Womens' labour and birth experiences in Greece: A cross-sectional study (2022)

Type of publication:Conference abstract

Author(s):Ioannidou M.; Antonakou A.; *Papoutsis D.

Citation:BJOG: An International Journal of Obstetrics and Gynaecology. Conference: Royal College of Obstetricians and Gynaecologists World Congress, RCOG 2022. London United Kingdom. 129(Supplement 1) (pp 220-221), 2022. Date of Publication: June 2022.
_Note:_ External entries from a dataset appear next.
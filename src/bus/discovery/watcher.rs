//! Enumerates `A0_ROOT`, glob-matching rule selectors against discovered
//! arena paths, and emits each newly matching source exactly once.
//!
//! Source arenas are named `<topic>.<protocol>.a0` (optionally nested under
//! directories, e.g. `md/foo.pubsub.a0`); the topic glob matches the
//! `<topic>` portion with the `.<protocol>.a0` suffix stripped.

use std::collections::HashSet;
use std::fs;
use std::path::{Path, PathBuf};
use std::sync::atomic::{AtomicBool, Ordering};
use std::sync::Arc;
use std::time::Duration;

use glob::Pattern;

/// A small slice of polling interval between root scans.
pub const DEFAULT_POLL_INTERVAL: Duration = Duration::from_millis(200);

/// A compiled `(protocol, topic-glob)` pair derived from a rule.
#[derive(Debug, Clone)]
pub struct Selector {
    pub protocol: String,
    pub topic_glob: String,
    pattern: Pattern,
}

impl Selector {
    pub fn new(protocol: impl Into<String>, topic_glob: impl Into<String>) -> Result<Self, glob::PatternError> {
        let protocol = protocol.into();
        let topic_glob = topic_glob.into();
        let pattern = Pattern::new(&topic_glob)?;
        Ok(Self {
            protocol,
            topic_glob,
            pattern,
        })
    }

    fn matches(&self, protocol: &str, topic: &str) -> bool {
        self.protocol == protocol && self.pattern.matches(topic)
    }
}

/// A newly discovered source arena.
#[derive(Debug, Clone, PartialEq, Eq, Hash)]
pub struct DiscoveryEvent {
    pub protocol: String,
    /// Topic portion of the relative path, with the `.<protocol>.a0` suffix
    /// stripped (e.g. `foo`, or `md/foo` for a nested topic).
    pub topic: String,
    /// Path relative to the root, including the `.<protocol>.a0` suffix.
    pub relpath: PathBuf,
}

/// Periodic root-directory scanner. One [`Watcher`] covers the union of all
/// rule selectors; each matching path is surfaced at most once across the
/// watcher's lifetime.
pub struct Watcher {
    root: PathBuf,
    selectors: Vec<Selector>,
    seen: HashSet<PathBuf>,
    poll_interval: Duration,
}

impl Watcher {
    pub fn new(root: impl Into<PathBuf>, selectors: Vec<Selector>) -> Self {
        Self {
            root: root.into(),
            selectors,
            seen: HashSet::new(),
            poll_interval: DEFAULT_POLL_INTERVAL,
        }
    }

    pub fn with_poll_interval(mut self, interval: Duration) -> Self {
        self.poll_interval = interval;
        self
    }

    /// Scans the root once, returning discovery events for any match not
    /// already returned by a prior call. Missing roots are not an error —
    /// the caller is expected to retry on the next tick.
    pub fn poll_once(&mut self) -> Vec<DiscoveryEvent> {
        if self.selectors.is_empty() {
            return Vec::new();
        }
        let mut found = Vec::new();
        walk(&self.root, &self.root, &mut |relpath| {
            if let Some((protocol, topic)) = split_source_path(relpath) {
                for selector in &self.selectors {
                    if selector.matches(&protocol, &topic) {
                        if self.seen.insert(relpath.to_path_buf()) {
                            found.push(DiscoveryEvent {
                                protocol: protocol.clone(),
                                topic: topic.clone(),
                                relpath: relpath.to_path_buf(),
                            });
                        }
                        break;
                    }
                }
            }
        });
        found
    }

    /// Runs the scan loop until `shutdown` is observed true, delivering
    /// events to `on_discover` as they're found.
    pub fn run(&mut self, shutdown: &Arc<AtomicBool>, mut on_discover: impl FnMut(DiscoveryEvent)) {
        loop {
            if shutdown.load(Ordering::Acquire) {
                return;
            }
            for event in self.poll_once() {
                on_discover(event);
            }
            std::thread::sleep(self.poll_interval);
        }
    }
}

/// Splits `relpath` (e.g. `md/foo.pubsub.a0`) into `(protocol, topic)`
/// (`("pubsub", "md/foo")`), or `None` if it doesn't end in `.<protocol>.a0`.
fn split_source_path(relpath: &Path) -> Option<(String, String)> {
    let relpath_str = relpath.to_str()?;
    let stem = relpath_str.strip_suffix(".a0")?;
    let (topic, protocol) = stem.rsplit_once('.')?;
    if topic.is_empty() || protocol.is_empty() {
        return None;
    }
    Some((protocol.to_string(), topic.to_string()))
}

fn walk(root: &Path, dir: &Path, visit: &mut impl FnMut(&Path)) {
    let entries = match fs::read_dir(dir) {
        Ok(entries) => entries,
        Err(_) => return,
    };
    for entry in entries.flatten() {
        let path = entry.path();
        let file_type = match entry.file_type() {
            Ok(ft) => ft,
            Err(_) => continue,
        };
        if !file_type.is_dir() {
            continue;
        }
        // A source arena is itself a directory (control.meta + segment
        // files); a `.a0` name is a leaf, never a namespace to recurse into.
        if path.extension().is_some_and(|ext| ext == "a0") {
            if let Ok(relpath) = path.strip_prefix(root) {
                visit(relpath);
            }
        } else {
            walk(root, &path, visit);
        }
    }
}

#[cfg(test)]
mod tests {
    use super::*;
    use tempfile::TempDir;

    fn touch(root: &Path, relpath: &str) {
        let path = root.join(relpath);
        fs::create_dir_all(&path).unwrap();
        fs::write(path.join("control.meta"), b"").unwrap();
    }

    #[test]
    fn discovers_each_match_once() {
        let dir = TempDir::new().unwrap();
        touch(dir.path(), "foo.pubsub.a0");
        touch(dir.path(), "bar.pubsub.a0");
        touch(dir.path(), "foo.log.a0");

        let selectors = vec![Selector::new("pubsub", "*").unwrap()];
        let mut watcher = Watcher::new(dir.path(), selectors);

        let mut first = watcher.poll_once();
        first.sort_by(|a, b| a.topic.cmp(&b.topic));
        assert_eq!(first.len(), 2);
        assert_eq!(first[0].topic, "bar");
        assert_eq!(first[1].topic, "foo");

        assert!(watcher.poll_once().is_empty());

        touch(dir.path(), "baz.pubsub.a0");
        let second = watcher.poll_once();
        assert_eq!(second.len(), 1);
        assert_eq!(second[0].topic, "baz");
    }

    #[test]
    fn missing_root_is_not_fatal() {
        let selectors = vec![Selector::new("pubsub", "*").unwrap()];
        let mut watcher = Watcher::new("/nonexistent/a0-root-xyz", selectors);
        assert!(watcher.poll_once().is_empty());
    }

    #[test]
    fn nested_topics_match_double_star() {
        let dir = TempDir::new().unwrap();
        touch(dir.path(), "md/trades/foo.pubsub.a0");

        let selectors = vec![Selector::new("pubsub", "md/**").unwrap()];
        let mut watcher = Watcher::new(dir.path(), selectors);
        let found = watcher.poll_once();
        assert_eq!(found.len(), 1);
        assert_eq!(found[0].topic, "md/trades/foo");
    }
}
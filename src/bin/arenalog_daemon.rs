//! `arenalog-daemon`: the policy-driven message logger.
//!
//! Reads its config document off a pub/sub topic, discovers matching
//! source arenas under `A0_ROOT`, and writes selected packets into rotated
//! output files under the configured `savepath`.

use std::path::PathBuf;

use clap::Parser;

use arenalog::daemon::{self, DaemonArgs};

#[derive(Parser, Debug)]
#[command(name = "arenalog-daemon", author, version, about, long_about = None)]
struct Args {
    /// Root directory for source arenas. Overrides `A0_ROOT`.
    #[arg(long)]
    root: Option<PathBuf>,

    /// This daemon's own topic, used for its announce channel and deadman
    /// beacon. Overrides `A0_TOPIC`.
    #[arg(long)]
    topic: Option<String>,

    /// Topic the startup config document is read from. Defaults to the
    /// daemon's own topic when not set separately.
    #[arg(long)]
    config_topic: Option<String>,
}

fn main() {
    env_logger::init();
    let args = Args::parse();

    let root = args
        .root
        .or_else(|| std::env::var_os("A0_ROOT").map(PathBuf::from))
        .unwrap_or_else(|| {
            eprintln!("arenalog-daemon: missing root (pass --root or set A0_ROOT)");
            std::process::exit(1);
        });
    let topic = args
        .topic
        .or_else(|| std::env::var("A0_TOPIC").ok())
        .unwrap_or_else(|| {
            eprintln!("arenalog-daemon: missing topic (pass --topic or set A0_TOPIC)");
            std::process::exit(1);
        });
    // Most deployments write the config document onto the daemon's own
    // topic, so the config channel defaults to the daemon's topic itself,
    // overridable for deployments that separate the two.
    let config_topic = args.config_topic.unwrap_or_else(|| topic.clone());

    let daemon_args = DaemonArgs {
        root,
        topic,
        config_topic,
    };

    if let Err(err) = daemon::run(daemon_args) {
        log::error!("arenalog-daemon: fatal: {err}");
        std::process::exit(1);
    }
}
//! Source discovery and liveness coordination.
//!
//! `discovery` enumerates the arena root for paths matching a rule's
//! `(protocol, topic-glob)` selector. `ready` implements the deadman beacon
//! the supervisor waits on before treating the daemon as live.

pub mod discovery;
pub mod ready;

pub use discovery::{DiscoveryEvent, Selector, Watcher};
pub use ready::{is_ready, mark_ready};
//! End-to-end scenarios wiring discovery-free pipelines (config → rule →
//! pipeline → rotating writer) against real arenas on disk, mirroring the
//! spec's save_all and count/trigger scenarios without needing a live
//! supervisor process.

use std::fs;
use std::path::{Path, PathBuf};
use std::sync::atomic::{AtomicBool, Ordering};
use std::sync::Arc;
use std::time::Duration;

use arenalog::announce::AnnouncePublisher;
use arenalog::gate::ControlRegistry;
use arenalog::ipc::pubsub::{Publisher, Subscriber};
use arenalog::pipeline;
use arenalog::policy::PolicyKind;
use arenalog::rule::{PolicySpec, Rule};
use arenalog::timer::TimerWorker;
use arenalog::trigger::{TriggerKind, TriggerSpec};
use arenalog::writer_rotate::RotatingWriter;
use tempfile::TempDir;
use time::UtcOffset;

const SETTLE: Duration = Duration::from_millis(400);

fn publish_all(root: &Path, topic: &str, payloads: &[&str]) {
    let mut publisher = Publisher::open(root.join(topic)).unwrap();
    for payload in payloads {
        publisher.publish(0, payload.as_bytes()).unwrap();
    }
}

/// Finds the single rotated output directory for `source_relpath` under
/// `savepath` and reads back every packet payload as UTF-8, in order.
fn read_output(savepath: &Path, source_relpath: &str) -> Vec<String> {
    let prefix = format!("{source_relpath}@");
    let mut found: Vec<PathBuf> = Vec::new();
    fn walk(dir: &Path, prefix: &str, found: &mut Vec<PathBuf>) {
        let Ok(entries) = fs::read_dir(dir) else {
            return;
        };
        for entry in entries.flatten() {
            let path = entry.path();
            if !entry.file_type().map(|t| t.is_dir()).unwrap_or(false) {
                continue;
            }
            let name = entry.file_name();
            let name = name.to_string_lossy();
            if name.starts_with(prefix) && name.ends_with(".a0") {
                found.push(path);
            } else {
                walk(&path, prefix, found);
            }
        }
    }
    walk(savepath, &prefix, &mut found);
    found.sort();

    let mut out = Vec::new();
    for dir in found {
        let mut sub = Subscriber::open(&dir, "e2e-reader").unwrap();
        while let Some(view) = sub.recv().unwrap() {
            out.push(String::from_utf8_lossy(view.payload).into_owned());
            drop(view);
            sub.commit().unwrap();
        }
    }
    out
}

struct Harness {
    root: TempDir,
    savepath: TempDir,
    shutdown: Arc<AtomicBool>,
    control: ControlRegistry,
    timers: TimerWorker,
    announce: Arc<AnnouncePublisher>,
    handles: Vec<std::thread::JoinHandle<()>>,
}

impl Harness {
    fn new() -> Self {
        let root = TempDir::new().unwrap();
        let savepath = TempDir::new().unwrap();
        let shutdown = Arc::new(AtomicBool::new(false));
        let control = ControlRegistry::new(root.path(), "e2e/control", Arc::clone(&shutdown));
        let timers = TimerWorker::spawn(Arc::clone(&shutdown));
        let announce = Arc::new(AnnouncePublisher::open(root.path(), "e2e").unwrap());
        Self {
            root,
            savepath,
            shutdown,
            control,
            timers,
            announce,
            handles: Vec::new(),
        }
    }

    /// Spawns a pipeline for `source_relpath` bound to `rule`, with no
    /// logfile size/duration caps.
    fn spawn(&mut self, source_relpath: &str, rule: Rule) {
        let writer = RotatingWriter::new(
            self.root.path().to_path_buf(),
            source_relpath.to_string(),
            self.savepath.path().to_path_buf(),
            None,
            None,
            Arc::clone(&self.announce),
            UtcOffset::UTC,
        );
        let handle = pipeline::spawn(
            self.root.path().to_path_buf(),
            "e2e".to_string(),
            source_relpath.to_string(),
            Arc::new(rule),
            writer,
            &mut self.control,
            &self.timers,
            Arc::clone(&self.shutdown),
            0,
        );
        self.handles.push(handle);
    }

    fn shutdown_and_join(mut self) {
        self.shutdown.store(true, Ordering::Release);
        for handle in self.handles.drain(..) {
            let _ = handle.join();
        }
    }
}

#[test]
fn save_all_rule_saves_every_packet() {
    let mut harness = Harness::new();
    let payloads: Vec<String> = (0..10).map(|i| format!("foo_{i}")).collect();
    publish_all(
        harness.root.path(),
        "foo.pubsub.a0",
        &payloads.iter().map(String::as_str).collect::<Vec<_>>(),
    );

    let rule = Rule::new(
        "pubsub",
        "*",
        vec![PolicySpec {
            kind: PolicyKind::SaveAll,
            triggers: Vec::new(),
            trigger_control_topic: None,
        }],
        None,
        None,
        None,
    )
    .unwrap();
    harness.spawn("foo.pubsub.a0", rule);

    std::thread::sleep(SETTLE);
    let savepath = harness.savepath.path().to_path_buf();
    harness.shutdown_and_join();

    let saved = read_output(&savepath, "foo.pubsub.a0");
    assert_eq!(saved, payloads);
}

#[test]
fn drop_all_rule_saves_nothing() {
    let mut harness = Harness::new();
    publish_all(harness.root.path(), "foo.pubsub.a0", &["foo_0", "foo_1"]);

    let rule = Rule::new(
        "pubsub",
        "foo",
        vec![PolicySpec {
            kind: PolicyKind::DropAll,
            triggers: Vec::new(),
            trigger_control_topic: None,
        }],
        None,
        None,
        None,
    )
    .unwrap();
    harness.spawn("foo.pubsub.a0", rule);

    std::thread::sleep(SETTLE);
    let savepath = harness.savepath.path().to_path_buf();
    harness.shutdown_and_join();

    assert!(read_output(&savepath, "foo.pubsub.a0").is_empty());
}

#[test]
fn count_policy_saves_window_around_trigger_over_real_pipeline() {
    let mut harness = Harness::new();

    let rule = Rule::new(
        "pubsub",
        "foo",
        vec![PolicySpec {
            kind: PolicyKind::count(2, 1).unwrap(),
            triggers: vec![TriggerSpec {
                kind: TriggerKind::pubsub("bar.pubsub.a0"),
                control_topic: None,
            }],
            trigger_control_topic: None,
        }],
        None,
        None,
        None,
    )
    .unwrap();
    harness.spawn("foo.pubsub.a0", rule);
    // Let the pipeline's trigger subscriber attach to "bar" before anything
    // is published on it.
    std::thread::sleep(Duration::from_millis(200));

    let batch1: Vec<String> = (0..10).map(|i| format!("foo_{i}")).collect();
    publish_all(
        harness.root.path(),
        "foo.pubsub.a0",
        &batch1.iter().map(String::as_str).collect::<Vec<_>>(),
    );
    std::thread::sleep(SETTLE);

    publish_all(harness.root.path(), "bar.pubsub.a0", &["save_0"]);
    std::thread::sleep(SETTLE);

    let batch2: Vec<String> = (10..20).map(|i| format!("foo_{i}")).collect();
    publish_all(
        harness.root.path(),
        "foo.pubsub.a0",
        &batch2.iter().map(String::as_str).collect::<Vec<_>>(),
    );
    std::thread::sleep(SETTLE);

    publish_all(harness.root.path(), "bar.pubsub.a0", &["save_1"]);
    std::thread::sleep(SETTLE);

    let savepath = harness.savepath.path().to_path_buf();
    harness.shutdown_and_join();

    let saved = read_output(&savepath, "foo.pubsub.a0");
    let expected: Vec<String> = [8, 9, 10, 18, 19]
        .iter()
        .map(|i| format!("foo_{i}"))
        .collect();
    assert_eq!(saved, expected);
}

#[test]
fn trigger_control_topic_suppresses_firings_while_off() {
    let mut harness = Harness::new();

    let rule = Rule::new(
        "pubsub",
        "foo",
        vec![PolicySpec {
            kind: PolicyKind::count(1, 1).unwrap(),
            triggers: vec![TriggerSpec {
                kind: TriggerKind::pubsub("bar.pubsub.a0"),
                control_topic: Some("ctl.pubsub.a0".to_string()),
            }],
            trigger_control_topic: None,
        }],
        None,
        None,
        None,
    )
    .unwrap();
    harness.spawn("foo.pubsub.a0", rule);
    std::thread::sleep(Duration::from_millis(200));

    // Turn the trigger off before anything fires.
    publish_all(harness.root.path(), "ctl.pubsub.a0", &["off"]);
    std::thread::sleep(Duration::from_millis(200));

    publish_all(harness.root.path(), "foo.pubsub.a0", &["foo_0", "foo_1"]);
    std::thread::sleep(Duration::from_millis(200));
    // This firing must be suppressed: the control topic is off.
    publish_all(harness.root.path(), "bar.pubsub.a0", &["save_0"]);
    std::thread::sleep(SETTLE);

    let savepath = harness.savepath.path().to_path_buf();
    harness.shutdown_and_join();

    // With the trigger permanently off, count(1,1) never flushes its
    // pre-window and never grants a save_next packet.
    assert!(read_output(&savepath, "foo.pubsub.a0").is_empty());
}
//! Announcement publishing.
//!
//! Published as JSON to `"<daemon_topic>/announce"`. `opened` precedes every
//! write to a destination file; `closed` follows the last one.

use std::path::{Path, PathBuf};
use std::sync::Mutex;

use serde::Serialize;

use crate::ipc::pubsub::Publisher;

#[derive(Debug, Clone, Copy, PartialEq, Eq, Serialize)]
#[serde(rename_all = "snake_case")]
pub enum Action {
    Opened,
    Closed,
}

#[derive(Debug, Clone, Serialize)]
pub struct Announcement {
    pub action: Action,
    pub read_relpath: String,
    pub read_abspath: String,
    pub write_relpath: String,
    pub write_abspath: String,
}

impl Announcement {
    pub fn new(
        action: Action,
        root: &Path,
        source_relpath: &str,
        savepath: &Path,
        output_relpath: &str,
    ) -> Self {
        Self {
            action,
            read_relpath: source_relpath.to_string(),
            read_abspath: root.join(source_relpath).to_string_lossy().into_owned(),
            write_relpath: output_relpath.to_string(),
            write_abspath: savepath.join(output_relpath).to_string_lossy().into_owned(),
        }
    }
}

/// A single shared publisher onto `"<daemon_topic>/announce"`. Announcements
/// are never used to signal errors.
pub struct AnnouncePublisher {
    publisher: Mutex<Publisher>,
}

impl AnnouncePublisher {
    pub fn open(root: &Path, daemon_topic: &str) -> crate::core::Result<Self> {
        let path: PathBuf = root.join(format!("{daemon_topic}/announce"));
        let publisher = Publisher::open(path)?;
        Ok(Self {
            publisher: Mutex::new(publisher),
        })
    }

    pub fn publish(&self, announcement: &Announcement) {
        let payload = match serde_json::to_vec(announcement) {
            Ok(payload) => payload,
            Err(err) => {
                log::error!("failed to serialize announcement: {err}");
                return;
            }
        };
        let mut publisher = self.publisher.lock().expect("announce publisher lock poisoned");
        if let Err(err) = publisher.publish(0, &payload) {
            log::error!("failed to publish announcement: {err}");
        }
    }
}

#[cfg(test)]
mod tests {
    use super::*;

    #[test]
    fn serializes_as_expected_shape() {
        let announcement = Announcement::new(
            Action::Opened,
            Path::new("/root"),
            "foo.pubsub.a0",
            Path::new("/save"),
            "2026/01/05/foo.pubsub.a0@x.a0",
        );
        let json = serde_json::to_string(&announcement).unwrap();
        assert!(json.contains("\"action\":\"opened\""));
        assert!(json.contains("\"read_relpath\":\"foo.pubsub.a0\""));
        assert!(json.contains("\"read_abspath\":\"/root/foo.pubsub.a0\""));
    }
}
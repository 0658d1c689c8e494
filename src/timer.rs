//! The shared rate/cron timer worker: one thread manages all `rate` and
//! `cron` triggers via a monotonic deadline queue.
//!
//! One [`TimerWorker`] backs every pipeline in the daemon; each `rate` or
//! `cron` trigger registers a callback and is fired on its own thread-free
//! schedule from this single background thread.

use std::sync::atomic::{AtomicBool, Ordering};
use std::sync::mpsc;
use std::sync::Arc;
use std::time::Duration;

use chrono::Utc;
use cron::Schedule;

use crate::core::{Clock, SystemClock};

/// A maximum idle wait so a freshly registered trigger is never kept
/// waiting longer than this before its deadline is first considered.
const MAX_IDLE_WAIT: Duration = Duration::from_millis(200);

enum TimerKind {
    Rate(Duration),
    Cron(Schedule),
}

struct Registration {
    kind: TimerKind,
    next_ns: u64,
    callback: Box<dyn Fn(u64) + Send>,
}

/// Handle to the background timer thread. Cloning is cheap; every clone
/// registers against the same worker.
#[derive(Clone)]
pub struct TimerWorker {
    register_tx: mpsc::Sender<Registration>,
}

impl TimerWorker {
    pub fn spawn(shutdown: Arc<AtomicBool>) -> Self {
        let (register_tx, register_rx) = mpsc::channel();
        std::thread::spawn(move || run(register_rx, shutdown));
        Self { register_tx }
    }

    /// Registers a `rate` trigger firing every `1/hz` seconds. `hz` is
    /// assumed positive (validated at config parse time).
    pub fn register_rate(&self, hz: f64, callback: impl Fn(u64) + Send + 'static) {
        let interval = Duration::from_nanos((1_000_000_000.0 / hz) as u64);
        let next_ns = SystemClock.now() + interval.as_nanos() as u64;
        let _ = self.register_tx.send(Registration {
            kind: TimerKind::Rate(interval),
            next_ns,
            callback: Box::new(callback),
        });
    }

    /// Registers a `cron` trigger firing at each of its schedule's upcoming
    /// wall-clock times.
    pub fn register_cron(&self, schedule: Schedule, callback: impl Fn(u64) + Send + 'static) {
        let next_ns = next_cron_fire_ns(&schedule).unwrap_or(u64::MAX);
        let _ = self.register_tx.send(Registration {
            kind: TimerKind::Cron(schedule),
            next_ns,
            callback: Box::new(callback),
        });
    }
}

fn run(register_rx: mpsc::Receiver<Registration>, shutdown: Arc<AtomicBool>) {
    let mut registrations: Vec<Registration> = Vec::new();
    loop {
        if shutdown.load(Ordering::Acquire) {
            return;
        }
        while let Ok(reg) = register_rx.try_recv() {
            registrations.push(reg);
        }

        let now = SystemClock.now();
        for reg in registrations.iter_mut() {
            if reg.next_ns <= now {
                (reg.callback)(reg.next_ns);
                reg.next_ns = match &reg.kind {
                    TimerKind::Rate(interval) => reg.next_ns + interval.as_nanos() as u64,
                    TimerKind::Cron(schedule) => next_cron_fire_ns(schedule).unwrap_or(u64::MAX),
                };
            }
        }

        let wait = registrations
            .iter()
            .map(|reg| reg.next_ns)
            .min()
            .map(|deadline| {
                let now = SystemClock.now();
                if deadline <= now {
                    Duration::from_millis(1)
                } else {
                    Duration::from_nanos(deadline - now).min(MAX_IDLE_WAIT)
                }
            })
            .unwrap_or(MAX_IDLE_WAIT);

        if let Ok(reg) = register_rx.recv_timeout(wait) {
            registrations.push(reg);
        }
    }
}

fn next_cron_fire_ns(schedule: &Schedule) -> Option<u64> {
    let now = Utc::now();
    schedule
        .after(&now)
        .next()
        .and_then(|dt| dt.timestamp_nanos_opt())
        .map(|ns| ns as u64)
}

#[cfg(test)]
mod tests {
    use super::*;
    use std::str::FromStr;
    use std::sync::mpsc::channel;

    #[test]
    fn rate_trigger_fires_repeatedly() {
        let shutdown = Arc::new(AtomicBool::new(false));
        let worker = TimerWorker::spawn(Arc::clone(&shutdown));
        let (tx, rx) = channel();
        worker.register_rate(1000.0, move |ts| {
            let _ = tx.send(ts);
        });
        rx.recv_timeout(Duration::from_secs(1))
            .expect("first firing");
        rx.recv_timeout(Duration::from_secs(1))
            .expect("second firing");
        shutdown.store(true, Ordering::Release);
    }

    #[test]
    fn cron_schedule_computes_next_fire() {
        let schedule = Schedule::from_str("* * * * * *").unwrap();
        assert!(next_cron_fire_ns(&schedule).is_some());
    }
}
Abstract:Objective: We aimed to investigate womens' emotional status, labour and childbirth data, pain relief methods, satisfaction from the midwifery-obstetric team, and the nutrition methods of newborns in Greece. Design(s): We used a modified version of the validated Early Labour and Experience Questionnaire (ELEQ) to capture the experiences of women and events during their labour and childbirth. Method(s): The questionnaire consisted of 64 items and was posted online through the social media between March to May 2021. All women who had given birth were eligible for the study. Upon closure of the study period, statistical analysis was applied to the collected data. Result(s): A total of 3.127 participants responded to the online questionnaire. Increased intervention rates were recorded with 41.1% of participants having an induction of labour, 58.7% having an epidural analgesia and 33.5% a cesarean section. Only 37.6% of respondents reported a spontaneous onset of labor with no interventions at all and a normal vaginal birth. 42.8% of women reported attending prenatal classes, with these women experiencing higher rates of normal vaginal birth. Higher rates of breastfeeding were observed when women had attended prenatal classes and when their vaginal birth had a spontaneous onset of labor. Women who gave birth at home or in a private maternity hospital were more satisfied when compared to women delivering in public hospitals. Women who had a spontaneous vaginal birth had more positive emotions and greater satisfaction levels from their midwife and obstetrician when compared to an induced vaginal birth or a cesarean section. Conclusion(s): Women in Greece experience high rates of interventions during labour and childbirth, which seems to negatively affect their emotional state. Prenatal classes are important as they are correlated with higher rates of normal deliveries and exclusive breastfeeding. Further research is needed to identify the factors that affect womens' experiences during labour and childbirth within the Greek maternity healthcare system in order to improve and shape the current midwifery-obstetric care policy.